With each change of company comes a new employer sponsored retirement plan.

My mom and dad spent 20+ years working at the same company. Back then, changing jobs was a rare occurrence, and often something that was frowned upon. Nowadays, however, it’s normal, and actually encouraged, for Gen Z to change jobs every couple of years.


For early career Gen Z’s, the average company tenure is just 1.1 years (according to Fortune). With each change of company comes a new employer sponsored retirement plan. By 26, someone could have up to 5 401(k)s.


So what do you do with your old 401(k)?

What Happens to Your 401(k) When You Leave a Job?

Your old 401(k) doesn’t just disappear when you leave an old job. The money is still yours; you just can’t keep contributing to that employer plan anymore. When you part ways with an employer, you have a couple options on what to do with your 401(k).

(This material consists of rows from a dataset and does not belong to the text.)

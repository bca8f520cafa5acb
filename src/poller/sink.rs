//! Event sinks: where decoded events go.

use std::io::Write;

use crate::error::{MailError, Result};
use crate::model::event::Event;

/// Receives each event exactly once, in fetch order.
///
/// A failed `emit` keeps the message unflagged so it is fetched again on a
/// later cycle.
pub trait EventSink {
    fn emit(&mut self, event: Event) -> Result<()>;
}

/// Collects events in memory.
impl EventSink for Vec<Event> {
    fn emit(&mut self, event: Event) -> Result<()> {
        self.push(event);
        Ok(())
    }
}

/// Writes one JSON document per line and flushes after each event.
pub struct JsonLinesSink<W: Write> {
    writer: W,
}

impl<W: Write> JsonLinesSink<W> {
    pub fn new(writer: W) -> Self {
        Self { writer }
    }

    pub fn into_inner(self) -> W {
        self.writer
    }
}

impl<W: Write> EventSink for JsonLinesSink<W> {
    fn emit(&mut self, event: Event) -> Result<()> {
        let line = event.to_json().map_err(|e| MailError::Emit(e.to_string()))?;
        writeln!(self.writer, "{line}")
            .and_then(|()| self.writer.flush())
            .map_err(|e| MailError::Emit(e.to_string()))
    }
}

Option 1: Leave It With Your Old Employer

If you're balance is over $5,000, you can leave your old retirement account where it is.


Pros:

  • No immediate decision needed

  • No tax consequences

  • Able to keep retirement money invested

Cons:

  • You can no longer contribute towards this account

  • You may have limited investment options

  • Harder to keep track if you change jobs multiple times

  • Administrative fees may be high


Leaving your 401(k) with your old employer can buy you some time until you figure out what to do with it, but as you change jobs more frequently, it can become a hassle to have multiple account locations.


Option 2: Roll It Over Into Your New 401(k)

If your new employer allows it, you can roll your old 401(k) into your new 401(k) plan.


Pros:

  • Consolidate accounts

  • No taxes owed (if direct rollover)

Cons:

  • Potentially limited investment choices

  • Potentially higher fees


**Note: If your old plan sends your rollover check made to you instead of your new plan administrator, you will have 60 days to deposit funds into the new retirement account, or face early withdrawal penalties. They will also withhold 20% of your balance in taxes.


Option 3: Roll It Into an IRA

You can roll your old 401(k) into a Traditional IRA (or Roth IRA, depending on 401(k) account type).


Pros:

  • More investment options

  • Potentially lower fees

  • Greater control

  • Consolidate multiple 401(k)s

Cons:

  • Complicate Backdoor Roth strategy (if in Traditional IRA)

  • Loss of creditor protection


*Note: Similar to a 401(k) rolllover, you may be subject to early withdrawal penalties if done incorrectly.

** Keep in mind, a rollover to a Traditional IRA will trigger pro-rata for future backdoor roth contributions.


Option 4: Withdraw the money

For the purpose of listing all possible options, you could withdraw the funds.


Pros:

  • Immediate access to cash

Cons:

  • Pay income taxes in withdrawal year

  • Penalized 10% for early withdrawal


How to Decide What to Do With an Old 401(k)

If you’re changing jobs, or have prior 401(k)s, you have a couple options. You’ll want to evaluate plan fees, investment options, and your current and future tax situation to decide which option is best for you.


Conclusion

With this next generation of workers expected to change jobs more frequently, that means more 401(k)s could be forgotten. Being intentional with these accounts now will set you up for long-term success.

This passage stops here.